I'm looking for an SSE Bitwise OR between components of same vector. (Editor's note: this is potentially an X-Y problem, see below for the real comparison logic.)
I am porting some SIMD logic from SPU intrinsics. It has an instruction
spu_orx(a)
Which according to the docs
spu_orx: OR word across d = spu_orx(a) The four word elements of
vector a are logically Ored. The result is returned in word element 0
of vector d. All other elements (1,2,3) of d are assigned a value of
zero.
How can I do that with SSE 2 - 4 involving minimum instruction? _mm_or_ps is what I got here.
UPDATE:
Here is the scenario from SPU based code:
qword res = spu_orx(spu_or(spu_fcgt(x, y), spu_fcgt(z, w)))

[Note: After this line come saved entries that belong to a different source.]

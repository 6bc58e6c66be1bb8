//! Per-run progress record owned by the engine.

use chrono::{DateTime, Utc};
use serde::{Deserialize, Serialize};
use serde_json::Value;

use crate::{AccountId, RunHandle, Step, UserId, Workflow, WorkflowId};

/// Status message written when a run is first opened.
pub const INITIAL_MESSAGE: &str = "Warming up...";

/// Live state of one triggered workflow execution.
///
/// Mutated by every sequencer checkpoint and never deleted, so callers can
/// still read the final state of a finished run.
#[derive(Debug, Clone, Serialize, Deserialize, PartialEq)]
#[serde(rename_all = "camelCase")]
pub struct ExecutionRun {
    pub handle: RunHandle,
    pub workflow_id: WorkflowId,
    pub account: AccountId,
    pub user: UserId,
    pub title: String,
    pub total_steps: usize,
    pub steps_complete: usize,
    pub current_step: Option<Step>,
    /// Opaque status payload reported by the remote system currently doing work.
    pub progress: Option<Value>,
    pub message: String,
    pub finished: bool,
    pub error: Option<String>,
    /// Set out-of-band by a cancel request; never reset.
    pub cancelled: bool,
    #[serde(with = "chrono::serde::ts_milliseconds")]
    pub started_at: DateTime<Utc>,
    #[serde(with = "chrono::serde::ts_milliseconds")]
    pub updated_at: DateTime<Utc>,
}

impl ExecutionRun {
    pub fn new(handle: RunHandle, workflow: &Workflow, now: DateTime<Utc>) -> Self {
        Self {
            handle,
            workflow_id: workflow.id,
            account: workflow.account,
            user: workflow.user,
            title: workflow.title.clone(),
            total_steps: workflow.steps.len(),
            steps_complete: 0,
            current_step: None,
            progress: None,
            message: INITIAL_MESSAGE.to_string(),
            finished: false,
            error: None,
            cancelled: false,
            started_at: now,
            updated_at: now,
        }
    }

    pub fn succeeded(&self) -> bool {
        self.finished && self.error.is_none()
    }
}

/// Field-set applied to an [`ExecutionRun`], last write wins per field.
///
/// Nullable fields use a nested `Option`: the outer level says whether the
/// field is written at all, the inner value is what gets stored.
#[derive(Debug, Clone, Default, PartialEq)]
pub struct RunUpdate {
    pub steps_complete: Option<usize>,
    pub current_step: Option<Option<Step>>,
    pub progress: Option<Option<Value>>,
    pub message: Option<String>,
    pub finished: Option<bool>,
    pub error: Option<Option<String>>,
}

impl RunUpdate {
    pub fn new() -> Self {
        Self::default()
    }

    pub fn steps_complete(mut self, count: usize) -> Self {
        self.steps_complete = Some(count);
        self
    }

    pub fn current_step(mut self, step: Option<Step>) -> Self {
        self.current_step = Some(step);
        self
    }

    pub fn progress(mut self, progress: Option<Value>) -> Self {
        self.progress = Some(progress);
        self
    }

    pub fn message(mut self, message: impl Into<String>) -> Self {
        self.message = Some(message.into());
        self
    }

    pub fn error(mut self, error: Option<String>) -> Self {
        self.error = Some(error);
        self
    }

    pub fn finished(mut self) -> Self {
        self.finished = Some(true);
        self
    }

    /// True when this update moves the run into its terminal state.
    pub fn is_terminal(&self) -> bool {
        self.finished == Some(true)
    }

    pub fn apply(self, run: &mut ExecutionRun, now: DateTime<Utc>) {
        if let Some(count) = self.steps_complete {
            run.steps_complete = count.min(run.total_steps);
        }
        if let Some(step) = self.current_step {
            run.current_step = step;
        }
        if let Some(progress) = self.progress {
            run.progress = progress;
        }
        if let Some(message) = self.message {
            run.message = message;
        }
        if let Some(finished) = self.finished {
            run.finished = finished;
        }
        if let Some(error) = self.error {
            run.error = error;
        }
        run.updated_at = now;
    }
}

#[cfg(test)]
mod tests {
    use super::*;
    use crate::{ClusterSpec, NotifyTargets};
    use chrono::TimeZone;
    use serde_json::json;

    fn workflow() -> Workflow {
        Workflow {
            id: WorkflowId(4),
            account: AccountId(2),
            user: UserId(8),
            title: "daily".into(),
            description: None,
            steps: Vec::new(),
            cluster: ClusterSpec::Pick { name: "shared".into() },
            notify: NotifyTargets::default(),
        }
    }

    #[test]
    fn new_run_starts_warming_up() {
        let now = Utc.timestamp_millis_opt(1_700_000_000_000).unwrap();
        let run = ExecutionRun::new(RunHandle::from("h"), &workflow(), now);
        assert_eq!(run.message, INITIAL_MESSAGE);
        assert_eq!(run.total_steps, 0);
        assert!(!run.finished);

        let value = serde_json::to_value(&run).unwrap();
        assert_eq!(value["startedAt"], json!(1_700_000_000_000i64));
        assert_eq!(value["workflowId"], json!(4));
    }

    #[test]
    fn update_only_touches_named_fields() {
        let now = Utc.timestamp_millis_opt(0).unwrap();
        let later = Utc.timestamp_millis_opt(5_000).unwrap();
        let mut run = ExecutionRun::new(RunHandle::from("h"), &workflow(), now);
        run.progress = Some(json!({"pct": 10}));

        RunUpdate::new().message("Cluster launch started").apply(&mut run, later);

        assert_eq!(run.message, "Cluster launch started");
        assert_eq!(run.progress, Some(json!({"pct": 10})));
        assert_eq!(run.updated_at, later);

        RunUpdate::new().progress(None).error(Some("boom".into())).finished().apply(&mut run, later);
        assert_eq!(run.progress, None);
        assert!(run.finished);
        assert!(!run.succeeded());
    }

    #[test]
    fn steps_complete_never_exceeds_total() {
        let mut run = ExecutionRun::new(RunHandle::from("h"), &workflow(), Utc::now());
        RunUpdate::new().steps_complete(3).apply(&mut run, Utc::now());
        assert_eq!(run.steps_complete, 0);
    }
}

So it first ORs two 'greater' comparisons, then ORs its result.
Later couples of those results are ANDed to get final comparison value.
This is effectively doing (A||B||C||D||E||F||G||H) && (I||J||K||L||M||N||O||P) && ... where A..D are the 4x 32-bit elements of the fcgt(x,y) and so on.
Obviously vertical _mm_or_ps of _mm_cmp_ps results is a good way to reduce down to 1 vector, but then what? Shuffle + OR, or something else?
UPDATE 1
Regarding "but then what?"
I perform
qword res = spu_orx(spu_or(spu_fcgt(x, y), spu_fcgt(z, w)))
On SPU it goes like this:
qword aRes = si_and(res, res1);
qword aRes1 = si_and(aRes, res2);
qword aRes2 = si_and(aRes1 , res3);
return si_to_uint(aRes2 );
several times on different inputs,then AND those all into a single result,which is finally cast to integer 0 or 1 (false/true test)
SSE4.1 PTEST bool any_nonzero = !_mm_testz_si128(v,v);
That would be a good way to horizontal OR + booleanize a vector into a 0/1 integer. It will compile to multiple instructions, and ptest same,same is 2 uops on its own. But once you have the result as a scalar integer, scalar AND is even cheaper than any vector instruction, and you can branch on the result directly because it sets integer flags.
#include <immintrin.h>
bool any_nonzero_bit(__m128i v) {
return !_mm_testz_si128(v,v);
}
On Godbolt with gcc9.1 -O3 -march=nehalem:
any_nonzero(long long __vector(2)):
ptest xmm0, xmm0 # 2 uops
setne al # 1 uop with false dep on old value of RAX
ret
This is only 3 uops on Intel for a horizontal OR into a single bit in an integer register. AMD Ryzen ptest is only 1 uop so it's even better.
The only risk here is if gcc or clang creates false dependencies by not xor-zeroing eax before doing a setcc into AL. Usually gcc is pretty fanatical about spending extra uops to break false dependencies so I don't know why it doesn't here. (I did check with -march=skylake and -mtune=generic in case it was relying on Nehalem partial-register renaming for -march=nehalem. Even -march=znver1 didn't get it to xor-zero EAX before the ptest.)
It would be nice if we could avoid the _mm_or_ps and have PTEST do all the work. But even if we consider inverting the comparisons, the vertical-AND / horizontal-OR behaviour doesn't let us check something about all 8 elements of 2 vectors, or about any of those 8 elements.
e.g. Can PTEST be used to test if two registers are both zero or some other condition?
// NOT USEFUL
// 1 if all the vertical pairs AND to zero.
// but 0 if even one vertical AND result is non-zero
_mm_testz_si128( _mm_castps_si128(_mm_cmpngt_ps(x,y)),
_mm_castps_si128(_mm_cmpngt_ps(z,w)));
I mention this only to rule it out and save you the trouble of considering this optimization idea. (#chtz suggested it in comments. Inverting the comparison is a good idea that can be useful for other ways of doing things.)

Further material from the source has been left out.